The full possible set of protein sequences (Protein sequence space) has been compared to the Library of Babel. In the Library of Babel, finding any book that made sense was impossible due to the sheer number and lack of order. The same would be true of protein sequences if it were not for natural selection, which has picked out only protein sequences that make sense. Additionally, each protein sequence is surrounded by a set of neighbors (point mutants) that are likely to have at least some function. Daniel Dennett's 1995 book Darwin's Dangerous Idea includes an elaboration of the Library of Babel concept to imagine the set of all possible genetic sequences, which he calls the Library of Mendel, in order to illustrate the mathematics of genetic variation. Dennett uses this concept again later in the book to imagine all possible algorithms that can be included in his Toshiba computer, which he calls the Library of Toshiba. He describes the Library of Mendel and the Library of Toshiba as subsets within the Library of Babel.

Influence on later writers

Umberto Eco's postmodern novel The Name of the Rose (1980) features a labyrinthine library, presided over by a blind monk named Jorge of Burgos.
In "The Net of Babel", published in Interzone in 1995, David Langford imagines the Library becoming computerized for easy access. This aids the librarians in searching for specific text while also highlighting the futility of such searches as they can find anything, but nothing of meaning as such. The sequel continues many of Borges's themes, while also highlighting the difference between data and information, and satirizing the Internet.
Russell Standish's Theory of Nothing uses the concept of the Library of Babel to illustrate how an ultimate ensemble containing all possible descriptions would in sum contain zero information and would thus be the simplest possible explanation for the existence of the universe. This theory, therefore, implies the reality of all universes.
Michael Ende reused the idea of a universe of hexagonal rooms in the Temple of a Thousand Doors from The Neverending Story, which contained all the possible characteristics of doors in the fantastic realm. A later chapter features the infinite monkey theorem.
Terry Pratchett uses the concept of the infinite library in his Discworld novels. The knowledgeable librarian is a human wizard transformed into an orangutan.
The Unimaginable Mathematics of Borges' Library of Babel (2008) by William Goldbloom Bloch explores the short story from a mathematical perspective. Bloch analyzes the hypothetical library presented by Borges using the ideas of topology, information theory, and geometry.
In Greg Bear's novel City at the End of Time (2008), the sum-runners carried by the protagonists are intended by their creator to be combined to form a 'Babel', an infinite library containing every possible permutation of every possible character in every possible language. Bear has stated that this was inspired by Borges, who is also namechecked in the novel. Borges is described as an unknown Argentinian who commissioned an encyclopedia of impossible things, a reference to either "Tlön, Uqbar, Orbis Tertius" or the Book of Imaginary Beings.
Fone, a short comic novel drawn by Milo Manara, features a human astronaut and his alien partner stranded on a planet named Borges Profeta. The planet is overflowed by books containing all the possible permutations of letters.
Steven L. Peck wrote a novella entitled A Short Stay in Hell (2012) in which the protagonist must find the book containing his life story in an afterlife replica of Borges' Library of Babel.
The third season of Carmilla, a Canadian single-frame web series based on the novella by J. Sheridan Le Fanu, is set in a mystical library described as "non-Euclidean" and omnipotent. It contains a door that, depending on the knocking pattern on its panels, can be opened into any universe. It also creates a temporary parallel universe and is able to shift a character between the parallel and the original. As the parallel universe collapses, darkness falls, and a character perishes in the void after uttering the words, "O time thy pyramids," which are contained on the second-to-last page of a book in the Library of Babel.
In Christopher Nolan's film Interstellar, the protagonist, Cooper, played by Matthew McConaughey, becomes trapped in a world which mirrors that of Borges' i.e. Cooper's universe consists of an enormous expanse of adjacent hexagonal rooms, or libraries, each of which contains the bare necessities for survival.
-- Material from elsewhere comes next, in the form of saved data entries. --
//! Application service: `sanity-check` environment probes.

use serde::Serialize;

use crate::application::ports::{AppManager, CredentialProbe, CredentialStore, ModalAccount};
use crate::application::services::{app_service, auth_service};
use crate::domain::apps::deployed;

/// Outcome of one probe.
#[derive(Debug, Clone, PartialEq, Eq, Serialize)]
pub struct Check {
    pub name: &'static str,
    pub passed: bool,
    pub detail: String,
    /// A failing required check makes the command exit non-zero.
    pub required: bool,
}

/// All check results, in execution order.
#[derive(Debug, Clone, Default, Serialize)]
pub struct SanityReport {
    pub checks: Vec<Check>,
}

impl SanityReport {
    /// `true` when every required check passed.
    #[must_use]
    pub fn healthy(&self) -> bool {
        self.checks.iter().all(|c| c.passed || !c.required)
    }

    fn push(&mut self, name: &'static str, passed: bool, detail: String, required: bool) {
        self.checks.push(Check {
            name,
            passed,
            detail,
            required,
        });
    }
}

/// Check the modal CLI, credentials and account reachability.
///
/// Never fails; every problem becomes a failed check. Later probes that
/// depend on an earlier failure are skipped.
pub async fn run_checks(
    modal: &(impl ModalAccount + AppManager),
    probe: &impl CredentialProbe,
    store: &impl CredentialStore,
) -> SanityReport {
    let mut report = SanityReport::default();

    let cli_ok = match modal.version().await {
        Ok(out) if out.status.success() => {
            let version = String::from_utf8_lossy(&out.stdout).trim().to_string();
            report.push("modal CLI", true, version, true);
            true
        }
        Ok(out) => {
            let stderr = String::from_utf8_lossy(&out.stderr).trim().to_string();
            report.push("modal CLI", false, stderr, true);
            false
        }
        Err(e) => {
            report.push(
                "modal CLI",
                false,
                format!("{e:#} (install with: pip install modal)"),
                true,
            );
            false
        }
    };

    let auth_ok = match auth_service::detect(probe, store) {
        Ok(Some(auth)) => {
            let detail = format!("{} via {}", auth.config.masked_token_id(), auth.source);
            report.push("credentials", true, detail, true);
            true
        }
        Ok(None) => {
            report.push(
                "credentials",
                false,
                "none found (run: gradio-modal auth)".to_string(),
                true,
            );
            false
        }
        Err(e) => {
            report.push("credentials", false, format!("{e:#}"), true);
            false
        }
    };

    if cli_ok && auth_ok {
        match app_service::list_apps(modal).await {
            Ok(apps) => {
                let live = deployed(&apps).len();
                report.push("Modal account", true, "reachable".to_string(), true);
                report.push("deployed apps", true, live.to_string(), false);
            }
            Err(e) => report.push("Modal account", false, format!("{e:#}"), true),
        }
    } else {
        report.push(
            "Modal account",
            false,
            "skipped (fix the checks above first)".to_string(),
            true,
        );
    }

    report
}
Though the order and content of the books and rooms are random and apparently completely meaningless, Cooper can, by manipulating the books, affect change in the "real" world and is, as such, analogous to the "Man of the Book", the messianic figure in The Library of Babel. Unlike the Man of the Book, however, Cooper is something more than just a metaphor and has a transformative role in his Universe, becoming a catalyst and an agent of change.
Jonathan Basile enterprised to recreate the Library in Borges' story on his website http://libraryofbabel.info, adapted to the English language. An algorithm he created generates a 'book' by iterating every permutation of 29 characters: the 26 English letters, space, comma, and period. Each book is marked by a coordinate, corresponding to its place on the hexagonal library (hexagon name, wall number, shelf number, and book name) so that every book can be found at the same place every time. The website is said to contain "all possible pages of 3200 characters, about 10⁴⁶⁷⁷ books".

Design of experiments

From Wikipedia, the free encyclopedia

Design of experiments with full factorial design (left), response surface with second-degree polynomial (right)

The design of experiments (DOE, DOX, or experimental design) is the design of any task that aims to describe or explain the variation of information under conditions that are hypothesized to reflect the variation. The term is generally associated with experiments in which the design introduces conditions that directly affect the variation, but may also refer to the design of quasi-experiments, in which natural conditions that influence the variation are selected for observation.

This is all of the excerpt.